Aegon N.V. AEG recently announced that the third tranche of its EUR300-million share repurchase program, approved in March, will commence from Oct 3, 2022 and likely close on or before Dec 15 of this year.
In the above-mentioned time frame, Aegon will buy back common shares worth EUR133 million to neutralize the dilutive impact of the 2022 interim dividend paid out in shares.
The repurchased shares will be held as treasury shares and utilized for paying out future stock dividends via shares. This decision follows the consent of AEG’s shareholders, majority (60%) of whom voted in favor of receiving the final dividend in the form of shares.

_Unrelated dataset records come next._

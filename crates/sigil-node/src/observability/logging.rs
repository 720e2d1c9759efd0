//! Structured logging initialization.

use tracing_subscriber::{fmt, layer::SubscriberExt, util::SubscriberInitExt, EnvFilter};

/// Log output format.
#[derive(Debug, Clone, Copy, PartialEq, Eq)]
pub enum LogFormat {
    /// Human-readable pretty format (for development).
    Pretty,
    /// JSON format (for production log aggregation).
    Json,
}

impl LogFormat {
    /// Parse log format from string.
    pub fn parse(s: &str) -> Self {
        match s.to_lowercase().as_str() {
            "json" => LogFormat::Json,
            _ => LogFormat::Pretty,
        }
    }
}

/// Initialize the logging system.
///
/// `RUST_LOG` takes precedence over `level` when set.
pub fn init_logging(level: &str, format: LogFormat) {
    let env_filter = EnvFilter::try_from_default_env().unwrap_or_else(|_| {
        format!("sigil={level},tower_http=debug,axum::rejection=trace").into()
    });

    let registry = tracing_subscriber::registry().with(env_filter);

    match format {
        LogFormat::Json => {
            registry
                .with(
                    fmt::layer()
                        .json()
                        .with_current_span(true)
                        .with_span_list(false)
                        .with_target(true),
                )
                .init();
        }
        LogFormat::Pretty => {
            registry.with(fmt::layer().pretty()).init();
        }
    }

    tracing::info!(level = %level, format = ?format, "logging initialized");
}
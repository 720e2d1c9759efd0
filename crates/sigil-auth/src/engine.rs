//! The authentication engine: registration, login, token issuance.

use std::sync::Arc;
use std::time::Duration;

use crate::error::{AuthError, Result};
use crate::hasher::CredentialHasher;
use crate::store::{AccountStore, StoreError};
use crate::token::TokenIssuer;

/// Orchestrates the credential hasher, account store, and token issuer.
///
/// The engine is stateless: it holds no mutable fields, so concurrent
/// `register_new_user`/`login` calls need no locking. Hashing runs on the
/// blocking thread pool so CPU-bound argon2 work never stalls the executor.
#[derive(Clone)]
pub struct AuthEngine {
    store: Arc<dyn AccountStore>,
    hasher: CredentialHasher,
    issuer: TokenIssuer,
    token_ttl: Duration,
}

impl AuthEngine {
    /// Creates an engine over the given store, hasher, and issuer.
    ///
    /// `token_ttl` is the lifetime of every issued token.
    pub fn new(
        store: Arc<dyn AccountStore>,
        hasher: CredentialHasher,
        issuer: TokenIssuer,
        token_ttl: Duration,
    ) -> Self {
        Self {
            store,
            hasher,
            issuer,
            token_ttl,
        }
    }

    /// Registers a new user and returns the assigned id.
    ///
    /// Empty credentials are rejected here as well as at the RPC boundary,
    /// since the engine may be called directly.
    pub async fn register_new_user(&self, email: &str, password: &str) -> Result<i64> {
        if email.is_empty() {
            return Err(AuthError::InvalidInput("email is required"));
        }
        if password.is_empty() {
            return Err(AuthError::InvalidInput("password is required"));
        }

        tracing::info!(email, "registering user");

        let password_hash = self.hash_off_thread(password.to_owned()).await?;

        let user_id = match self.store.save_user(email, &password_hash).await {
            Ok(id) => id,
            Err(StoreError::UserExists) => {
                tracing::warn!(email, "registration conflict");
                return Err(AuthError::UserAlreadyExists);
            }
            Err(e) => return Err(AuthError::Storage(format!("save_user: {e}"))),
        };

        tracing::info!(user_id, "user registered");

        Ok(user_id)
    }

    /// Verifies credentials and issues a token scoped to `app_id`.
    ///
    /// An unknown email and a wrong password produce the identical
    /// [`AuthError::InvalidCredentials`], so login failures never reveal
    /// whether the account exists.
    pub async fn login(&self, email: &str, password: &str, app_id: i64) -> Result<String> {
        if email.is_empty() {
            return Err(AuthError::InvalidInput("email is required"));
        }
        if password.is_empty() {
            return Err(AuthError::InvalidInput("password is required"));
        }

        tracing::info!(app_id, "attempting login");

        let user = match self.store.user_by_email(email).await {
            Ok(user) => user,
            Err(StoreError::UserNotFound) => {
                tracing::warn!("login failed: user not found");
                return Err(AuthError::InvalidCredentials);
            }
            Err(e) => return Err(AuthError::Storage(format!("user_by_email: {e}"))),
        };

        let matched = self
            .verify_off_thread(password.to_owned(), user.password_hash.clone())
            .await?;
        if !matched {
            tracing::warn!(user_id = user.id, "login failed: wrong password");
            return Err(AuthError::InvalidCredentials);
        }

        let app = match self.store.app_by_id(app_id).await {
            Ok(app) => app,
            Err(StoreError::AppNotFound) => {
                tracing::warn!(app_id, "login failed: unknown app");
                return Err(AuthError::AppNotFound);
            }
            Err(e) => return Err(AuthError::Storage(format!("app_by_id: {e}"))),
        };

        let token = self.issuer.issue(&user, &app, self.token_ttl)?;

        tracing::info!(user_id = user.id, app_id, "login succeeded");

        Ok(token)
    }

    async fn hash_off_thread(&self, password: String) -> Result<String> {
        let hasher = self.hasher.clone();
        tokio::task::spawn_blocking(move || hasher.hash(&password))
            .await
            .map_err(|e| AuthError::Crypto(e.to_string()))?
    }

    async fn verify_off_thread(&self, password: String, stored: String) -> Result<bool> {
        let hasher = self.hasher.clone();
        tokio::task::spawn_blocking(move || hasher.verify(&password, &stored))
            .await
            .map_err(|e| AuthError::Crypto(e.to_string()))
    }
}
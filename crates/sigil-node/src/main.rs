//! Sigil node - single-sign-on credential service.
//!
//! Loads configuration, provisions app records, wires the authentication
//! engine, and serves the HTTP API until SIGINT/SIGTERM.

use clap::Parser;
use sigil_auth::{AuthEngine, CredentialHasher, SystemClock, TokenIssuer};
use sigil_node::api::{create_router, AppState};
use sigil_node::config::Config;
use sigil_node::observability::{init_logging, LogFormat};
use sigil_storage::MemoryAccountStore;
use std::path::PathBuf;
use std::sync::Arc;
use std::time::Duration;

/// Sigil SSO node
#[derive(Parser, Debug)]
#[command(name = "sigil-node")]
#[command(author, version, about, long_about = None)]
struct Args {
    /// Path to configuration file
    #[arg(short, long, default_value = "config.yaml")]
    config: PathBuf,

    /// API listen address (overrides config)
    #[arg(long)]
    listen_addr: Option<String>,

    /// Log level (overrides config)
    #[arg(long)]
    log_level: Option<String>,
}

#[tokio::main]
async fn main() -> anyhow::Result<()> {
    let args = Args::parse();

    let mut config = if args.config.exists() {
        Config::load(&args.config)?
    } else {
        Config::default()
    };
    if let Some(addr) = args.listen_addr {
        config.listen_addr = addr;
    }
    if let Some(level) = args.log_level {
        config.log_level = level;
    }

    init_logging(&config.log_level, LogFormat::parse(&config.log_format));

    tracing::info!(version = env!("CARGO_PKG_VERSION"), "starting sigil node");

    let store = Arc::new(MemoryAccountStore::new());
    for app in &config.apps {
        store.provision_app(app.clone().into());
    }
    if store.app_count() == 0 {
        tracing::warn!("no apps provisioned; every login will fail with app not found");
    }
    tracing::info!(apps = store.app_count(), "account store initialized");

    let engine = AuthEngine::new(
        store,
        CredentialHasher::new(config.hasher)?,
        TokenIssuer::new(Arc::new(SystemClock)),
        Duration::from_secs(config.token_ttl_secs),
    );

    let router = create_router(AppState { engine });

    let listener = tokio::net::TcpListener::bind(&config.listen_addr).await?;
    tracing::info!(addr = %config.listen_addr, "listening");

    axum::serve(listener, router)
        .with_graceful_shutdown(shutdown_signal())
        .await?;

    tracing::info!("gracefully stopped");

    Ok(())
}

async fn shutdown_signal() {
    let ctrl_c = async {
        tokio::signal::ctrl_c()
            .await
            .expect("failed to install Ctrl+C handler");
    };

    #[cfg(unix)]
    let terminate = async {
        tokio::signal::unix::signal(tokio::signal::unix::SignalKind::terminate())
            .expect("failed to install SIGTERM handler")
            .recv()
            .await;
    };

    #[cfg(not(unix))]
    let terminate = std::future::pending::<()>();

    tokio::select! {
        _ = ctrl_c => {},
        _ = terminate => {},
    }

    tracing::info!("shutdown signal received");
}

On the same day of announcing the duration of the third tranche of the authorized buyback plan, AEG also notified the completion of the second tranche of the same buyback program. The second tranche, spanning from Jul 7 to Sep 27, included repurchase of common shares worth of EUR107 million.
Aegon boasts an impressive history of returning shareholder value via share buybacks. Even the COVID--induced market volatilities — having forced most insurers to temporarily halt their share buyback activities — could not prevent AEG from conducting frequent share repurchases.
Continued share buybacks underpin the strong financial position of Aegon and its longstanding commitment to rewarding its shareholders with substantial capital. Apart from share buybacks, AEG resorts to annual dividend hikes. The insurer has been a regular dividend-paying company since 2013. The latest raise in the final dividend was proposed during AEG’s fourth-quarter 2021 result announcement.
A solid balance sheet and sound growth in free cash flows are expected to have aided Aegon in implementing accelerated and prudent capital-deployment measures. While announcing second-quarter 2022 results, management projected a cumulative free cash flow of minimum EUR2.2 billion over the 2021-2023 period, higher than the EUR1.4-1.6 billion target fixed on the 2020 Capital Markets Day. Increased availability of free cash flows will motivate the insurer to allocate more capital in the days ahead.
Similar to Aegon, other insurers like Marsh & McLennan Companies, Inc. MMC, Lincoln National Corporation LNC and RenaissanceRe Holdings Ltd. RNR embraced tactical capital-management moves in the first half fo 2022.
Marsh & McLennan bought back 7 million shares worth $1.1 billion. MMC had around $5.2 billion left to be authorized for share buybacks as of Jun 30, 2022. In July 2022, MMC’s board of directors approved a 10% hike in its quarterly dividend.
Lincoln National returned $657 million to its shareholders via $500 million of share buybacks and common dividends worth $157 million. As of Jun 30, 2022, LNC had $764 million remaining under its authorized share repurchase program. In November 2021, LNC’s board of directors approved a 7% hike in its quarterly dividend.
RenaissanceRe bought back shares worth $137.5 million and paid out common dividends worth $32.4 million in the first half of 2022. RNR had $475.2 million left to be authorized for share buybacks as of Jun 30, 2022. In February 2022, RNR’s board of directors approved a 2.8% hike in the quarterly dividend.